• [The task]:
Beginning with the first line of the data below, set down each line exactly through the line that contains "fn is_cancelled(&self) ->".

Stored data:
#####
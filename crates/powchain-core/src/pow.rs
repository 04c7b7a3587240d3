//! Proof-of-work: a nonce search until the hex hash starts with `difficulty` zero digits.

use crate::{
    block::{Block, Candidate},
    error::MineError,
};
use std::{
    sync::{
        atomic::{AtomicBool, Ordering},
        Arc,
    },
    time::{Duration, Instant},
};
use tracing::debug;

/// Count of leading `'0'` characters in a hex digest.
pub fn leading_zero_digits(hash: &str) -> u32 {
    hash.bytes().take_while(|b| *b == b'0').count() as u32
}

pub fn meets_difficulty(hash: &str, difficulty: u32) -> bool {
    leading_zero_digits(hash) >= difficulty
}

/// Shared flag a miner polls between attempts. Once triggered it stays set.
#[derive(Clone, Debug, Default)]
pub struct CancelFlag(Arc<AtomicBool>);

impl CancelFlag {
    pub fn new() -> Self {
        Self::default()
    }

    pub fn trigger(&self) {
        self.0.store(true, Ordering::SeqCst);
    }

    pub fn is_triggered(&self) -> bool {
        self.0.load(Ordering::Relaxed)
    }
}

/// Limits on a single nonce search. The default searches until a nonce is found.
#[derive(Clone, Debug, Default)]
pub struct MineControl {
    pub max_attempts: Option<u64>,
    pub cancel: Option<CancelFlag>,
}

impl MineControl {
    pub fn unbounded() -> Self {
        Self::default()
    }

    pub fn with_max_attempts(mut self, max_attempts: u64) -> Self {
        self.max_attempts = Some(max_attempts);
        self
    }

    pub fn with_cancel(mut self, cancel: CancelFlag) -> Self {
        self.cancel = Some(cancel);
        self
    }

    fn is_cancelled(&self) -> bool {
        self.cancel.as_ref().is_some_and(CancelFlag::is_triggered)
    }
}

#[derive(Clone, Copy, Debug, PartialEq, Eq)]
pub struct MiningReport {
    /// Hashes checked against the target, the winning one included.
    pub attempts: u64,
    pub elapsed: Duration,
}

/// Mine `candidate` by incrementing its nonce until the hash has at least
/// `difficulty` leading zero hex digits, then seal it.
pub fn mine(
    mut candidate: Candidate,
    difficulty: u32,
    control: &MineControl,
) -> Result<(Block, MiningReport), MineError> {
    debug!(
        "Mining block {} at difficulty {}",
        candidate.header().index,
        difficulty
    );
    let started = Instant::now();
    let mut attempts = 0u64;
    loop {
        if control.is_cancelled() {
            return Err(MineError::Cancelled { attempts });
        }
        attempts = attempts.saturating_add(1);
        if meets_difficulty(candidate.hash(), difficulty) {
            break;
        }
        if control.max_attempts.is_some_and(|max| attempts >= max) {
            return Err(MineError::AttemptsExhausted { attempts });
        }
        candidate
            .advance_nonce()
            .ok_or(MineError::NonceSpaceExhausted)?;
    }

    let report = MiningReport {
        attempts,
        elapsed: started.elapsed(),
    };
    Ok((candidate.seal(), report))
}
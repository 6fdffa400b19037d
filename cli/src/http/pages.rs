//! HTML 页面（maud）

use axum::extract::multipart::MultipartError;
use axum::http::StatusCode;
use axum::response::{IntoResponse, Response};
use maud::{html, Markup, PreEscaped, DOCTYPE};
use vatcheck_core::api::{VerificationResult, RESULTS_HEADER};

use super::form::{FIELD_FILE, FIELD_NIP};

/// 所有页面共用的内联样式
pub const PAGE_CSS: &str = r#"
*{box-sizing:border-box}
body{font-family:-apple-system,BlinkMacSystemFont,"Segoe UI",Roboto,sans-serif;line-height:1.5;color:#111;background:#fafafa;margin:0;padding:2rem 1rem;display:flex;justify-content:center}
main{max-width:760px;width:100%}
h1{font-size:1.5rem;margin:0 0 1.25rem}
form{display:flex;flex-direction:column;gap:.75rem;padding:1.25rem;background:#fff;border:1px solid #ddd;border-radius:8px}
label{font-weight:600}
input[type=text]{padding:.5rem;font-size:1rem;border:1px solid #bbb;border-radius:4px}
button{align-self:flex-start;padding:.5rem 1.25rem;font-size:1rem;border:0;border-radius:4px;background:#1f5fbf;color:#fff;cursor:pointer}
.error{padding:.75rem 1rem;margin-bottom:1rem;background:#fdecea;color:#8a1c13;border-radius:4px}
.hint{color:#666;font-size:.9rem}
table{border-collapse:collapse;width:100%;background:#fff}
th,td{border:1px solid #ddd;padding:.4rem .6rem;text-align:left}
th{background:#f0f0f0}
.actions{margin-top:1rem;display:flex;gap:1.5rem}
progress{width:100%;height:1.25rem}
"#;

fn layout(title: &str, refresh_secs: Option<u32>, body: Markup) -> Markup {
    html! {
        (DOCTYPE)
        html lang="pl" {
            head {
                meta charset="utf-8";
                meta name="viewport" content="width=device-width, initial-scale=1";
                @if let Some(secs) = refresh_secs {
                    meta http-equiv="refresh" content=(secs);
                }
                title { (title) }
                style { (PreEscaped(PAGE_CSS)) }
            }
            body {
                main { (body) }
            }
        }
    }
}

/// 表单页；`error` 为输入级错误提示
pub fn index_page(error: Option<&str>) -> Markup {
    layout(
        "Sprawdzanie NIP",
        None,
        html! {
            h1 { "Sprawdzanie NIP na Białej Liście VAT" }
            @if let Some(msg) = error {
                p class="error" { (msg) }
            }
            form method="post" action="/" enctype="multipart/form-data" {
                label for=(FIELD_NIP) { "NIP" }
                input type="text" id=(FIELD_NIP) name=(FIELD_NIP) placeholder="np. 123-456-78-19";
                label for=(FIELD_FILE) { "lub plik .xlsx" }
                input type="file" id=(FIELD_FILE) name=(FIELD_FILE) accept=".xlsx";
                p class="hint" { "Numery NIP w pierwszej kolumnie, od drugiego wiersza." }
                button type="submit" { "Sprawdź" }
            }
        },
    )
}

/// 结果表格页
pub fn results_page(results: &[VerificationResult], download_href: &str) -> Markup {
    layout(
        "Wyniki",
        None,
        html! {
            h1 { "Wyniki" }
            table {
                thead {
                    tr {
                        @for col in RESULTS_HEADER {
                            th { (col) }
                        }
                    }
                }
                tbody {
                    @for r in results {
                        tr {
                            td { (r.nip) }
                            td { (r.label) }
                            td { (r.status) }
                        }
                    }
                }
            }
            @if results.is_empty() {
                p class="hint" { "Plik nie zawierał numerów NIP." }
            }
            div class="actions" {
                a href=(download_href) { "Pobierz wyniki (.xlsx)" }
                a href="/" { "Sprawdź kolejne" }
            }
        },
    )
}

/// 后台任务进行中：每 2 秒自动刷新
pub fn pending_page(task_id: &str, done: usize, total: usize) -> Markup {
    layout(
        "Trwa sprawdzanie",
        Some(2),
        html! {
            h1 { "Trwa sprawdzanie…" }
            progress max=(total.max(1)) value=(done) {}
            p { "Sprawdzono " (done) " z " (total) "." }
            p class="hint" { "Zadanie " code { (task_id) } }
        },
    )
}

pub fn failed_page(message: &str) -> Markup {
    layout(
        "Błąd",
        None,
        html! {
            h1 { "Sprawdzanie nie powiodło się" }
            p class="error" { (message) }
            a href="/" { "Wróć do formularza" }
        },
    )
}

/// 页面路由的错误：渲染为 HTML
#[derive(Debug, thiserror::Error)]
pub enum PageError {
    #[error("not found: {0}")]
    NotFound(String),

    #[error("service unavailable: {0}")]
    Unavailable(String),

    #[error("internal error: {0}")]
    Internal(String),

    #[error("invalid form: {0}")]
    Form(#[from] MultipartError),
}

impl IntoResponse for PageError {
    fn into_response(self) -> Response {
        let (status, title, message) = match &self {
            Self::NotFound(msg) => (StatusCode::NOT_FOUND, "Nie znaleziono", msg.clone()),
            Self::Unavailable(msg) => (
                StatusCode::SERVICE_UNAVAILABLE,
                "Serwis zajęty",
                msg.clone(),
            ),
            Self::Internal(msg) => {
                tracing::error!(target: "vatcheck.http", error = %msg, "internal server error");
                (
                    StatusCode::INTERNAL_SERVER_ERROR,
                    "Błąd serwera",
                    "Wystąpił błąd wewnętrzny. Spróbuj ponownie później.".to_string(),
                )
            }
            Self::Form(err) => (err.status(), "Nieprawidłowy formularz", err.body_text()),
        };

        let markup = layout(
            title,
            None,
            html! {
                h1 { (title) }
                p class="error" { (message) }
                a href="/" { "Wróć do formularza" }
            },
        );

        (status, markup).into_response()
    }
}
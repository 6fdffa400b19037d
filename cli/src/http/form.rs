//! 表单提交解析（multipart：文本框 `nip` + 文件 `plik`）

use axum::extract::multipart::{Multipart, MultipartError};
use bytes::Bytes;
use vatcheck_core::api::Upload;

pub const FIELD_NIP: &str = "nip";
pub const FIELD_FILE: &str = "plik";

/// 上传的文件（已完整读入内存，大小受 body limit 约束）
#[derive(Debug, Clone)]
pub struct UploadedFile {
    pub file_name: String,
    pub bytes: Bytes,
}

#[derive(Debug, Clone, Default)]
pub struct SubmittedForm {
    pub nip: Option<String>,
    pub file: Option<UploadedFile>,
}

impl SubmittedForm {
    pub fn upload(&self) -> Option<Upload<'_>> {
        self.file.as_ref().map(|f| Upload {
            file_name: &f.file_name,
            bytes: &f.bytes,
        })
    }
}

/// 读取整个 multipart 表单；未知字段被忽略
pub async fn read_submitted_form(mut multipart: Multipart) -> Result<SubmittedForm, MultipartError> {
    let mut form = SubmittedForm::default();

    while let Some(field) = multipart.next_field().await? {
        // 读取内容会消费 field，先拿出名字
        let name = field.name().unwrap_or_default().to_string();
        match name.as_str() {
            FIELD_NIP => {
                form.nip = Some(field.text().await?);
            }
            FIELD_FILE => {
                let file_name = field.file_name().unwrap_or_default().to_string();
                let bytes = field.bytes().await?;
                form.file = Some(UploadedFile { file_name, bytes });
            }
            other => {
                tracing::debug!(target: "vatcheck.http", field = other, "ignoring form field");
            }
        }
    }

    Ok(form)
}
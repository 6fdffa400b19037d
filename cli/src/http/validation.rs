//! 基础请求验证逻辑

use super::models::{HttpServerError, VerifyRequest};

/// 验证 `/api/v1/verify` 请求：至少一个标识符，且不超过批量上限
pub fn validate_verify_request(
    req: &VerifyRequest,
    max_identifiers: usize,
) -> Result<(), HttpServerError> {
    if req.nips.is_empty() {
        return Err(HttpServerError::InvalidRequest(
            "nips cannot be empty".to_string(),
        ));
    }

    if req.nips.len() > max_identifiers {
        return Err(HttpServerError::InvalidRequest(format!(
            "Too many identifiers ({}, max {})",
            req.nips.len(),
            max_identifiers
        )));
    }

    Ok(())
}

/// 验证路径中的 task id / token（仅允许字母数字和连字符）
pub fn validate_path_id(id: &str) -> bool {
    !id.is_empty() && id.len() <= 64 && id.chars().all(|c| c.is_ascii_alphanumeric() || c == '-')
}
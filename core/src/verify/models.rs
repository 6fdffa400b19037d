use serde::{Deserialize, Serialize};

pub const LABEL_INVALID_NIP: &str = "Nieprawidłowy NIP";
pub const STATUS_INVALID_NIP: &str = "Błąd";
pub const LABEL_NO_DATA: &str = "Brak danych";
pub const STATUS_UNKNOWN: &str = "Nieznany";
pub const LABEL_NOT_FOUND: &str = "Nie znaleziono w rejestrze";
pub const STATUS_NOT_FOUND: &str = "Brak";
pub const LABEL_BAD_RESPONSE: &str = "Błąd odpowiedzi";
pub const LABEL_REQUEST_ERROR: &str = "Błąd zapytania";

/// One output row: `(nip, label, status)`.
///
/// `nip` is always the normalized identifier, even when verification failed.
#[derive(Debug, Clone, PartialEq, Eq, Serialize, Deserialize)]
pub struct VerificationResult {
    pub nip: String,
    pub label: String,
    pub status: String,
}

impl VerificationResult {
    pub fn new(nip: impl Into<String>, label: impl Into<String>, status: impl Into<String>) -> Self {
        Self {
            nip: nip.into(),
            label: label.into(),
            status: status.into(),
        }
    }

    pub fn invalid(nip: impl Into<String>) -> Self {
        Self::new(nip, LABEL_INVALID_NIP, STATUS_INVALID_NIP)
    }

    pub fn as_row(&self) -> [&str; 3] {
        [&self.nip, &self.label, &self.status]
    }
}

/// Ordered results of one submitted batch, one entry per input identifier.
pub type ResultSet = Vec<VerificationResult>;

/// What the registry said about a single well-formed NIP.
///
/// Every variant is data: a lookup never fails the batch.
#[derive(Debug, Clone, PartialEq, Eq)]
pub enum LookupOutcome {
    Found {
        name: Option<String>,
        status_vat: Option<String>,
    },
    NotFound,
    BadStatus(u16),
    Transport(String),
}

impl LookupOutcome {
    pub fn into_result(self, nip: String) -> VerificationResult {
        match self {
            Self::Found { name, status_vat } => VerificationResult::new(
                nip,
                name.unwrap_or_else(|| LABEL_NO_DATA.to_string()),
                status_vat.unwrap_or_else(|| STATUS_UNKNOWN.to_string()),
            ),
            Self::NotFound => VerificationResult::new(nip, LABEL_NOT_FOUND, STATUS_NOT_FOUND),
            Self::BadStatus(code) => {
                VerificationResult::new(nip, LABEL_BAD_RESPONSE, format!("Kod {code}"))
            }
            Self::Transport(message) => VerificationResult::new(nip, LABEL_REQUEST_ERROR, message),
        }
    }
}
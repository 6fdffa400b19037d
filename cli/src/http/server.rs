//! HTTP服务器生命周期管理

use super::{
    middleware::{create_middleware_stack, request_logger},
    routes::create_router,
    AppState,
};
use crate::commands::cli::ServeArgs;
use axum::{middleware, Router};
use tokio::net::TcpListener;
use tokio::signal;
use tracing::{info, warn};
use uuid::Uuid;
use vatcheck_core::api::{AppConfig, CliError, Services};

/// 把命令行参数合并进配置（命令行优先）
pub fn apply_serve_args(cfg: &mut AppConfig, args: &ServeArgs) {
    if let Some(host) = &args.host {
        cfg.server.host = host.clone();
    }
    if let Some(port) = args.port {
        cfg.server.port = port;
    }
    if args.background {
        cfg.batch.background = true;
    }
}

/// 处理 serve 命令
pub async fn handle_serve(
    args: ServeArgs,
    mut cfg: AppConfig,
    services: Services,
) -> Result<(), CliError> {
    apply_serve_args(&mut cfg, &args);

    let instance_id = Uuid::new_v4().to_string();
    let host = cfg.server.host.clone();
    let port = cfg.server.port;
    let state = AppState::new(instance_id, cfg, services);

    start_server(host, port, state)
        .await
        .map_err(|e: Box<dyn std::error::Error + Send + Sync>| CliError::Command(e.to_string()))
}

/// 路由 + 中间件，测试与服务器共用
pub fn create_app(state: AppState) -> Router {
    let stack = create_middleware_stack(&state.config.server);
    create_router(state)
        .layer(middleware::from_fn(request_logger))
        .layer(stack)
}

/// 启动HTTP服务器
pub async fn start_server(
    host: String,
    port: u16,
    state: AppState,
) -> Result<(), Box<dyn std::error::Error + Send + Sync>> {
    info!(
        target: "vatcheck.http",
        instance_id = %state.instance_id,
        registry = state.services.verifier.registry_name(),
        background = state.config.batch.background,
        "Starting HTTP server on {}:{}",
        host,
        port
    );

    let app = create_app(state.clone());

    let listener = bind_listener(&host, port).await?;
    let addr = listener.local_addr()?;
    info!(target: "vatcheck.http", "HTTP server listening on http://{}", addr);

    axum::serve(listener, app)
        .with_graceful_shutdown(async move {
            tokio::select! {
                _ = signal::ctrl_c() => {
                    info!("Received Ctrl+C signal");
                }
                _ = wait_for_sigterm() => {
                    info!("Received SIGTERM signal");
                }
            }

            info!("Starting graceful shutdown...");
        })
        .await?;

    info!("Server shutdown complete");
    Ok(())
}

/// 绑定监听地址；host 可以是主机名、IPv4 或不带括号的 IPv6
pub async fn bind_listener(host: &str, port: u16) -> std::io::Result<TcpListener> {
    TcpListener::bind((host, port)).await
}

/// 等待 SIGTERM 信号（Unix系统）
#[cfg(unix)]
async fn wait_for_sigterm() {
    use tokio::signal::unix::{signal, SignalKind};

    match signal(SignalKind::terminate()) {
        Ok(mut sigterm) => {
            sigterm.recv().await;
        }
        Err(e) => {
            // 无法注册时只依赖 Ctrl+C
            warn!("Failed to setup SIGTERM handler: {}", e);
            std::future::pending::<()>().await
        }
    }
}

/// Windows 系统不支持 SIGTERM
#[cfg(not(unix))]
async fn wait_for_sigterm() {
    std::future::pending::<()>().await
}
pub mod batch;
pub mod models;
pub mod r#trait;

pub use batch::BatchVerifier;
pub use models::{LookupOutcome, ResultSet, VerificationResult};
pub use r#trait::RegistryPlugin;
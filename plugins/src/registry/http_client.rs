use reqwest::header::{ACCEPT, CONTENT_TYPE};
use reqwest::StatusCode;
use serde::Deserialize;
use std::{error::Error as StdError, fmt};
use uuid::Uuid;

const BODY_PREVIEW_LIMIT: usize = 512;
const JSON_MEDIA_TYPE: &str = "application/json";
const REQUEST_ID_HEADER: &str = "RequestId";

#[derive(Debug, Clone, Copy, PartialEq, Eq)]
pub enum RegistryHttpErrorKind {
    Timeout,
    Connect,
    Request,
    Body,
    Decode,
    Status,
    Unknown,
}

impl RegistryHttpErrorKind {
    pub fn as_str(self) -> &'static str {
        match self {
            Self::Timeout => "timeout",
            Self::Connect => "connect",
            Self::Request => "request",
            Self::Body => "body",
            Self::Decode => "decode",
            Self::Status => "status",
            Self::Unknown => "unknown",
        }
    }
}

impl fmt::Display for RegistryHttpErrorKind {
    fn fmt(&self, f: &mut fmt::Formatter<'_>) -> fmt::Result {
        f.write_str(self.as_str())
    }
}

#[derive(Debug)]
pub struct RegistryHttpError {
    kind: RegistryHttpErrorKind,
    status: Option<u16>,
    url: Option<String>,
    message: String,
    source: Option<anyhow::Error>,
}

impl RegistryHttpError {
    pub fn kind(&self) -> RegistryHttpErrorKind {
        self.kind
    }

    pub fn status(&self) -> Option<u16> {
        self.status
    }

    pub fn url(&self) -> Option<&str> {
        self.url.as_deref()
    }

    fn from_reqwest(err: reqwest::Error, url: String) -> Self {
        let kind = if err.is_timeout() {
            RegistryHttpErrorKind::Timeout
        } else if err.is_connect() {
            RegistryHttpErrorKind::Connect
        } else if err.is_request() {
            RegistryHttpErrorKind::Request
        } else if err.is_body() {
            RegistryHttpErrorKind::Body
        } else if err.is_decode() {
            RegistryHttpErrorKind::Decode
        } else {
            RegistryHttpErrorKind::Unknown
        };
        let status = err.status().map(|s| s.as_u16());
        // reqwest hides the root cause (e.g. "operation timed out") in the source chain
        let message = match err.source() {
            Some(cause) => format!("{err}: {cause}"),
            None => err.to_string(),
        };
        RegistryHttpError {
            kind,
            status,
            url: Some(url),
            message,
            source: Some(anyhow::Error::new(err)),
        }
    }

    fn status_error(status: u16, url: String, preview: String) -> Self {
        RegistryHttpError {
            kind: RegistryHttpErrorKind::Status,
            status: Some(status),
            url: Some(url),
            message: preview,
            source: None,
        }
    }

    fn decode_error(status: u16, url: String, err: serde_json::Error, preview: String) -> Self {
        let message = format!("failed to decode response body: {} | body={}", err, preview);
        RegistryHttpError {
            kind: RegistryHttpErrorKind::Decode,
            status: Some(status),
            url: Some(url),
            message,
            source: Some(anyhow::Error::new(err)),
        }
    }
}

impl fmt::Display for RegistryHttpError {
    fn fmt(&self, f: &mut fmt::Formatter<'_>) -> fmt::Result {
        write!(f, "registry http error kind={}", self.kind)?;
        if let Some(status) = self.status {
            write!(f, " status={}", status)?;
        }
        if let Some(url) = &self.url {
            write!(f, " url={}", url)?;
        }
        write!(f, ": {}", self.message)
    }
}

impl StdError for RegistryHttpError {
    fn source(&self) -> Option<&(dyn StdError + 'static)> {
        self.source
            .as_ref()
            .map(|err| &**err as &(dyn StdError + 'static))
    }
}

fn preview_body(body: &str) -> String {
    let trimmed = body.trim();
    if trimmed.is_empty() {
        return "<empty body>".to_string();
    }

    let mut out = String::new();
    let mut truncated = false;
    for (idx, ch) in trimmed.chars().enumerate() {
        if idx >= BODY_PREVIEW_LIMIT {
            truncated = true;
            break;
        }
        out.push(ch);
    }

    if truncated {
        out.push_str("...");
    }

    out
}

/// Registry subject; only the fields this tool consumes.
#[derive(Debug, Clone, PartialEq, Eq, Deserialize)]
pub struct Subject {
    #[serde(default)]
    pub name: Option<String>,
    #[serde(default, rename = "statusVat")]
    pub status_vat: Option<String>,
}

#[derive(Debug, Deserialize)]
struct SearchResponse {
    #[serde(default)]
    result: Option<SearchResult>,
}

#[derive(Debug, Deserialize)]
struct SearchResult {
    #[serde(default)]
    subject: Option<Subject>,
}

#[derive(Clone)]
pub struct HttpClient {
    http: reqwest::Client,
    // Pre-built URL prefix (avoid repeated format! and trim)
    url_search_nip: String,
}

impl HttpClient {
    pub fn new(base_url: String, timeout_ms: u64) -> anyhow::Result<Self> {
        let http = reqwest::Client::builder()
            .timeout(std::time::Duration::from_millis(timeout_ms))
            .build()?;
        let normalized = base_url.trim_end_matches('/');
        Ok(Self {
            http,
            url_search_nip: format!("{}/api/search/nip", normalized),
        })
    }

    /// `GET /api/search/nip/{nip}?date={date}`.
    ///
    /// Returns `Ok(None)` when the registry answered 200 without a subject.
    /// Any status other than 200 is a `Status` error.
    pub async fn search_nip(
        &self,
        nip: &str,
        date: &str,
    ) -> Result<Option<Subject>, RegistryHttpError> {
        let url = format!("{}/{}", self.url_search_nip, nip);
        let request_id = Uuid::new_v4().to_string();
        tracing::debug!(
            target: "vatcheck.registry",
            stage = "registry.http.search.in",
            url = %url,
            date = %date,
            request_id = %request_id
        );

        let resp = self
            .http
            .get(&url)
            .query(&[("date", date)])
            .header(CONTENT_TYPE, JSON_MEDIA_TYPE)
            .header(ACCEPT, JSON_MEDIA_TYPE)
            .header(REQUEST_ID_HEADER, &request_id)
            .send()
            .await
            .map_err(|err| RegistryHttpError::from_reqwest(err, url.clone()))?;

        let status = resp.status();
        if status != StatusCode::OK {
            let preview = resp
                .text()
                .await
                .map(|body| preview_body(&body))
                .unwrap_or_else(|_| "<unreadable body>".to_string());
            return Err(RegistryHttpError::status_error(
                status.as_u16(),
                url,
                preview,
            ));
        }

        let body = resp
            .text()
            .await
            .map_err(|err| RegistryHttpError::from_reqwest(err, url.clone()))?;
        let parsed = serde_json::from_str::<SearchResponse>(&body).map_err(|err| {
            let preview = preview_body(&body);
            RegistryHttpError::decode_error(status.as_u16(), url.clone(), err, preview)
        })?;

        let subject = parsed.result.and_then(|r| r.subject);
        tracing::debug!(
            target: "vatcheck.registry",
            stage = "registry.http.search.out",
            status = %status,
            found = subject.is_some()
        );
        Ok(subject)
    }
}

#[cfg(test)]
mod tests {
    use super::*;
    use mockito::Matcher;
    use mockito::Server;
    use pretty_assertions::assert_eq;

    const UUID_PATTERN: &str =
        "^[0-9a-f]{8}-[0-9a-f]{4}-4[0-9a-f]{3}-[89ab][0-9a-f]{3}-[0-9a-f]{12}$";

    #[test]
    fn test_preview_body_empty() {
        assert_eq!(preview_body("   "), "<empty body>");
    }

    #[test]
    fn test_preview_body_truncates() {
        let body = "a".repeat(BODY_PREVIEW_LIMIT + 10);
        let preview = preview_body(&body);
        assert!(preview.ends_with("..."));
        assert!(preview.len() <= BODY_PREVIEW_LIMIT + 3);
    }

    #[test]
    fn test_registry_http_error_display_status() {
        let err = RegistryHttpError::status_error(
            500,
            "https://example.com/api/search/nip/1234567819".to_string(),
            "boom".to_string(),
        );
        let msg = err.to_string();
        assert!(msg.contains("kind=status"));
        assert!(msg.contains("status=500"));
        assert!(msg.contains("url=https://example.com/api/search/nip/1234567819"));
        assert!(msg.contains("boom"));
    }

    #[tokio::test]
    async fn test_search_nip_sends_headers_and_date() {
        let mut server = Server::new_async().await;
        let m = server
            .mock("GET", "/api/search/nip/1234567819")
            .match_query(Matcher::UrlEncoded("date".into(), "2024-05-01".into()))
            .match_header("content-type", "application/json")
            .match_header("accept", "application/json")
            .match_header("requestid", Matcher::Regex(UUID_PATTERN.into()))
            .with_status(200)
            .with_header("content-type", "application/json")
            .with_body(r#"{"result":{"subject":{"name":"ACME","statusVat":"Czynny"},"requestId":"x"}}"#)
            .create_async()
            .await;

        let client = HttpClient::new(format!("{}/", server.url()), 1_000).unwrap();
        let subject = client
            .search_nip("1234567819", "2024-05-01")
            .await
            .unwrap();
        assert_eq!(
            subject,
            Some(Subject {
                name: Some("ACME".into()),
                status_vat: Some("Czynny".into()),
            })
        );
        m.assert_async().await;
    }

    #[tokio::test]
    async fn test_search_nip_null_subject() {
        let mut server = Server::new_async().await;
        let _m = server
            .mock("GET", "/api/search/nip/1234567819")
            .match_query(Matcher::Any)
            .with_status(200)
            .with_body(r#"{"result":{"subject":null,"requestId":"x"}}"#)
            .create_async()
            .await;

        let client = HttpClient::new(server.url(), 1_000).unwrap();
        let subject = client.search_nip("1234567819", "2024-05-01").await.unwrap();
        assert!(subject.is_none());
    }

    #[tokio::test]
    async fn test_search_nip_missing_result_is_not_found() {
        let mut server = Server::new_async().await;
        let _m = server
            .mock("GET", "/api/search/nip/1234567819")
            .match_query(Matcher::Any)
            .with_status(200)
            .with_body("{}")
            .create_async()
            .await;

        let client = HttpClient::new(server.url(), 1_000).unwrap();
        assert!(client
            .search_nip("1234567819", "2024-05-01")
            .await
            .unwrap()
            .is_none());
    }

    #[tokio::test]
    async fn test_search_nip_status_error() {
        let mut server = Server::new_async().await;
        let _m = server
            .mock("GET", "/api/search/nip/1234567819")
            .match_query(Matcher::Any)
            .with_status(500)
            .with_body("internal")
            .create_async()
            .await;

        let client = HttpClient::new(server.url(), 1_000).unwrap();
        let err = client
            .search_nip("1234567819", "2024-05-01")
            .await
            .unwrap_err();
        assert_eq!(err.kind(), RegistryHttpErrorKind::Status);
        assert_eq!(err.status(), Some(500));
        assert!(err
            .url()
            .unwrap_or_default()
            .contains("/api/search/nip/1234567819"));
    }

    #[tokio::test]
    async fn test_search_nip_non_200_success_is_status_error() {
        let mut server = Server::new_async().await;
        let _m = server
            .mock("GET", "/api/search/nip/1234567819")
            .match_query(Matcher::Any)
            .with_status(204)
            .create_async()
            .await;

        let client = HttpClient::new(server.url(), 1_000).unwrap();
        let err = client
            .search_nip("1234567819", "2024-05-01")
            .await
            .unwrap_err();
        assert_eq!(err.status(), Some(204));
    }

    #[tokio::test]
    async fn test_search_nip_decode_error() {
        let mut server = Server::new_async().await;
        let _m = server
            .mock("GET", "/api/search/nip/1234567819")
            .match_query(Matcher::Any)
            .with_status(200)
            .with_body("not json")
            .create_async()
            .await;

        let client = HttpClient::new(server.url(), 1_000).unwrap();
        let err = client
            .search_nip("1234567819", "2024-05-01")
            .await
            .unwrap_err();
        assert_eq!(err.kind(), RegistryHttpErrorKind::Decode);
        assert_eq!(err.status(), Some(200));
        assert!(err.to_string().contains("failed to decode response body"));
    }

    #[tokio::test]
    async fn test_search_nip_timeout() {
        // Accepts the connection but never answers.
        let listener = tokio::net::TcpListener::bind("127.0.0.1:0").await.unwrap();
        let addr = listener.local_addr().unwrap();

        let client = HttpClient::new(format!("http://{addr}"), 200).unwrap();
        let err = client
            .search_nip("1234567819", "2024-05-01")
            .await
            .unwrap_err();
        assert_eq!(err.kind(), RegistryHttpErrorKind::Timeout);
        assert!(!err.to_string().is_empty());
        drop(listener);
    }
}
#####
• [Result of this task]:
filename crates/powchain-core/src/pow.rs
repository 04c7b7a3587240d3
//! Proof-of-work: a nonce search until the hex hash starts with `difficulty` zero digits.

use crate::{
    block::{Block, Candidate},
    error::MineError,
};
use std::{
    sync::{
        atomic::{AtomicBool, Ordering},
        Arc,
    },
    time::{Duration, Instant},
};
use tracing::debug;

/// Count of leading `'0'` characters in a hex digest.
pub fn leading_zero_digits(hash: &str) -> u32 {
    hash.bytes().take_while(|b| *b == b'0').count() as u32
}

pub fn meets_difficulty(hash: &str, difficulty: u32) -> bool {
    leading_zero_digits(hash) >= difficulty
}

/// Shared flag a miner polls between attempts. Once triggered it stays set.
#[derive(Clone, Debug, Default)]
pub struct CancelFlag(Arc<AtomicBool>);

impl CancelFlag {
    pub fn new() -> Self {
        Self::default()
    }

    pub fn trigger(&self) {
        self.0.store(true, Ordering::SeqCst);
    }

    pub fn is_triggered(&self) -> bool {
        self.0.load(Ordering::Relaxed)
    }
}

/// Limits on a single nonce search. The default searches until a nonce is found.
#[derive(Clone, Debug, Default)]
pub struct MineControl {
    pub max_attempts: Option<u64>,
    pub cancel: Option<CancelFlag>,
}

impl MineControl {
    pub fn unbounded() -> Self {
        Self::default()
    }

    pub fn with_max_attempts(mut self, max_attempts: u64) -> Self {
        self.max_attempts = Some(max_attempts);
        self
    }

    pub fn with_cancel(mut self, cancel: CancelFlag) -> Self {
        self.cancel = Some(cancel);
        self
    }

    fn is_cancelled(&self) -> bool {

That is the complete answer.